Accusations, Threats, Stalkers and Why I Do This
For the first time last night, I told my parents about the threats that I have received in this work.
It’s not a conversation that I’ve ever wanted to bring up with them, because a mother’s desire to protect her child doesn’t stop when she becomes a grandmother.
Mom’s face drew in as I spoke.
I started at the beginning, with the threats that I had received in the first years of the work, the defamation that I endured and the meeting with an allergist that gave me the courage to move on. He had testified in FDA subcommittee meetings. His face was as white as a ghost when I shared what had happened to me. “You don’t want to mess with this,” he said. Fear came out of his every pore. How could I not tell this story?
As we left his office that day, turning down the hallway to the elevators that led to the lobby of the children’s hospital in which he worked, there were children with cancer everywhere. They were being drawn in little red wagons with rods attached for their IV drips. Like little boats in an ocean. How could I not tell this story? I have to tell this story, I thought, so on I went. Never once, in the nine years since, forgetting the look on that doctor’s face. It was as if he had seen a ghost.
The defamation continued, but so did the downward spiral of the health of one of our boys, so I continued on, like a soldier or a marathon runner, one foot in front of the other, each day as it came, not knowing where the slander would come from next. In 2007, he was hospitalized, and my commitment to the work began at a level that was deeper than anything I had ever known.
Within a year, I was interviewed by a New York Times food writer who said, “You are their worst nightmare.” And the defamation began in earnest when Random House announced that I would be writing a book. Accusations flew from everywhere. I was a “PR whore”, in it for the celebrity, why would anyone listen to a mother?
My mail was tampered with. What were they looking for?
I had earned a full scholarship to business school and graduated as the top woman in my class before working on a team that managed billions in assets as an equity analyst. Just because someone hadn’t bothered to learn my background didn’t mean that it didn’t exist. Every case study in business school, every exam and time spent managing the a fund for the endowment committee still held. I’d done the work. Let them talk .

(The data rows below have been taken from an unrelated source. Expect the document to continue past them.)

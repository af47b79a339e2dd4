//! Road record parsing
//!
//! Turns delimited rows into [`RoadRecord`]s according to a configurable
//! column mapping. Columns may be referenced by header name or by zero-based
//! index, since road datasets differ in schema.

use std::fmt;
use std::str::FromStr;

use csv::StringRecord;
use serde::{Deserialize, Serialize};

use crate::core::error::{suggest_column, Error, RecordField, Result};
use crate::core::graph::VertexId;

/// One bidirectional road segment as read from the input
#[derive(Debug, Clone, PartialEq)]
pub struct RoadRecord {
    pub start: VertexId,
    pub end: VertexId,
    pub label: String,
    pub distance: f64,
}

impl RoadRecord {
    /// Create a record, validating the distance
    pub fn new(start: VertexId, end: VertexId, label: impl Into<String>, distance: f64) -> Result<Self> {
        if !distance.is_finite() || distance < 0.0 {
            return Err(Error::InvalidInput(format!(
                "road distance must be a non-negative finite number, got {distance}"
            )));
        }
        Ok(Self {
            start,
            end,
            label: label.into(),
            distance,
        })
    }
}

/// Reference to an input column
#[derive(Debug, Clone, PartialEq, Eq, Serialize, Deserialize)]
#[serde(untagged)]
pub enum ColumnRef {
    /// Zero-based field position
    Index(usize),
    /// Header name, matched exactly
    Name(String),
}

impl FromStr for ColumnRef {
    type Err = std::convert::Infallible;

    fn from_str(s: &str) -> std::result::Result<Self, Self::Err> {
        Ok(match s.trim().parse::<usize>() {
            Ok(index) => ColumnRef::Index(index),
            Err(_) => ColumnRef::Name(s.trim().to_string()),
        })
    }
}

impl fmt::Display for ColumnRef {
    fn fmt(&self, f: &mut fmt::Formatter<'_>) -> fmt::Result {
        match self {
            ColumnRef::Index(index) => write!(f, "#{index}"),
            ColumnRef::Name(name) => write!(f, "{name}"),
        }
    }
}

/// Which input columns hold the four road fields
#[derive(Debug, Clone, PartialEq, Eq, Serialize, Deserialize)]
#[serde(default)]
pub struct ColumnMapping {
    pub start: ColumnRef,
    pub end: ColumnRef,
    pub label: ColumnRef,
    pub distance: ColumnRef,
}

impl Default for ColumnMapping {
    fn default() -> Self {
        Self {
            start: ColumnRef::Name("start".to_string()),
            end: ColumnRef::Name("end".to_string()),
            label: ColumnRef::Name("name".to_string()),
            distance: ColumnRef::Name("distance".to_string()),
        }
    }
}

impl ColumnMapping {
    /// Layout of the VTrans road centerline export: FromNode/ToNode ids,
    /// street name and ArcMiles at fixed positions.
    pub fn vt_road_centerline() -> Self {
        Self {
            start: ColumnRef::Index(60),
            end: ColumnRef::Index(61),
            label: ColumnRef::Index(9),
            distance: ColumnRef::Index(31),
        }
    }

    /// Resolve every column to a field position
    ///
    /// `headers` is `None` when the input has no header row, in which case
    /// only index references are accepted.
    pub fn resolve(&self, headers: Option<&[String]>) -> Result<ResolvedColumns> {
        Ok(ResolvedColumns {
            start: resolve_column(&self.start, headers)?,
            end: resolve_column(&self.end, headers)?,
            label: resolve_column(&self.label, headers)?,
            distance: resolve_column(&self.distance, headers)?,
        })
    }
}

fn resolve_column(column: &ColumnRef, headers: Option<&[String]>) -> Result<usize> {
    match column {
        ColumnRef::Index(index) => Ok(*index),
        ColumnRef::Name(name) => {
            let headers = headers.ok_or_else(|| {
                Error::Config(format!(
                    "column '{name}' is referenced by name but the input has no header row"
                ))
            })?;
            headers
                .iter()
                .position(|h| h.trim() == name)
                .ok_or_else(|| Error::UnknownColumn {
                    name: name.clone(),
                    suggestion: suggest_column(name, headers),
                })
        }
    }
}

/// Column mapping resolved against a concrete input
#[derive(Debug, Clone, Copy, PartialEq, Eq)]
pub struct ResolvedColumns {
    pub start: usize,
    pub end: usize,
    pub label: usize,
    pub distance: usize,
}

impl ResolvedColumns {
    /// Parse one row; `line` is the 1-based input line used in errors
    pub fn parse(&self, line: u64, row: &StringRecord) -> Result<RoadRecord> {
        let start = parse_vertex(line, RecordField::Start, field(line, row, self.start, RecordField::Start)?)?;
        let end = parse_vertex(line, RecordField::End, field(line, row, self.end, RecordField::End)?)?;
        let label = field(line, row, self.label, RecordField::Label)?.trim().to_string();
        let distance = parse_distance(line, field(line, row, self.distance, RecordField::Distance)?)?;

        Ok(RoadRecord {
            start,
            end,
            label,
            distance,
        })
    }
}

fn field<'r>(line: u64, row: &'r StringRecord, index: usize, which: RecordField) -> Result<&'r str> {
    row.get(index).ok_or_else(|| Error::MalformedRecord {
        line,
        field: which,
        reason: format!("missing column #{index} (row has {} fields)", row.len()),
    })
}

fn parse_vertex(line: u64, which: RecordField, raw: &str) -> Result<VertexId> {
    raw.trim().parse::<VertexId>().map_err(|_| Error::MalformedRecord {
        line,
        field: which,
        reason: format!("'{raw}' is not an integer vertex id"),
    })
}

fn parse_distance(line: u64, raw: &str) -> Result<f64> {
    let malformed = |reason: String| Error::MalformedRecord {
        line,
        field: RecordField::Distance,
        reason,
    };

    let distance = raw
        .trim()
        .parse::<f64>()
        .map_err(|_| malformed(format!("'{raw}' is not a number")))?;

    if !distance.is_finite() {
        return Err(malformed(format!("'{raw}' is not finite")));
    }
    if distance < 0.0 {
        return Err(malformed(format!("negative distance {distance}")));
    }
    Ok(distance)
}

And then came the threats from Kraft and Burger King. I remember the day I learned of them, sitting in the office of a friend. It was in July 2010. I stared across at him, “They know who I am,” I said. He almost laughed. “Yes, they know who you are.”
Terrified didn’t even begin to describe the feeling.
A year later, I delivered a TEDx talk that sent a scientist working at an ag school funded by Monsanto into orbit. And the stalking, defamation and slander continued.
As I told my parents about all of it, I told them about what happens on social media, how I show the children the bullying and use it as a lesson. “Do I believe what these anonymous people say about me? People that may not even be using their real names? People who won’t disclose their background or who funds their work? Or do I believe what I know to be true about the work that I have done, and that for my entire life, I have done the work? As an analyst that covered the food industry, as a business school student and at everything I have ever thrown myself into?”
It’s not even a question.
I told my parents about the Arctic seed vault, the Svalbard Global Seed Vault, on a remote island in the Arctic Circle, that received inaugural shipments of 100 million seeds that originated in over 100 countries, and how it is there to protect seed diversity perhaps as a hedge against genetically engineered foods and the monoculture of soy and corn that it has produced, “with the deposits ranging from unique varieties of major African and Asian food staples such as maize, rice, wheat, cowpea, and sorghum to European and South American varieties of eggplant, lettuce, barley, and potato, the first deposits into the seed vault represent the most comprehensive and diverse collection of food crop seeds being held anywhere in the world.”
“Scary,” was all Mom could say. Here eyes were locked on me. I don’t know if she was talking about what had happened to me or the seed vault.
“Don’t you worry that these stalkers are doing anything they can for attention?” She was talking about me.
I paused, looking her in the eyes but feeling her in my heart.
“Mom, I couldn’t not do this. I learned too much, from scientists who were threatened, about studies that weren’t being done, about what countries around the world were doing to protect children. There was something in that doctor’s eyes back in the Children’s Hospital that first year that showed me what would happen if I turned my back. If I had done nothing, this would have become a cancer in me….
I found love, courage and faith to move through it.”
My grandfather had been a preacher, Mom’s dad, and for some reason in that moment, I thought about the quote from Martin Luther King, Jr.: “Take the first step in faith. You don’t have to see the whole staircase, just take the first step.”
I do this work because I have a dream that my four children will one day live in a nation…where they will have the right to know what is in the food that they are eating as children around the world do.
In order for that to happen, we must have the faith, courage and love to continue on.
This is written in memory of Mark Pittman, an investigative reporter at Bloomberg News, that I met with in 2009.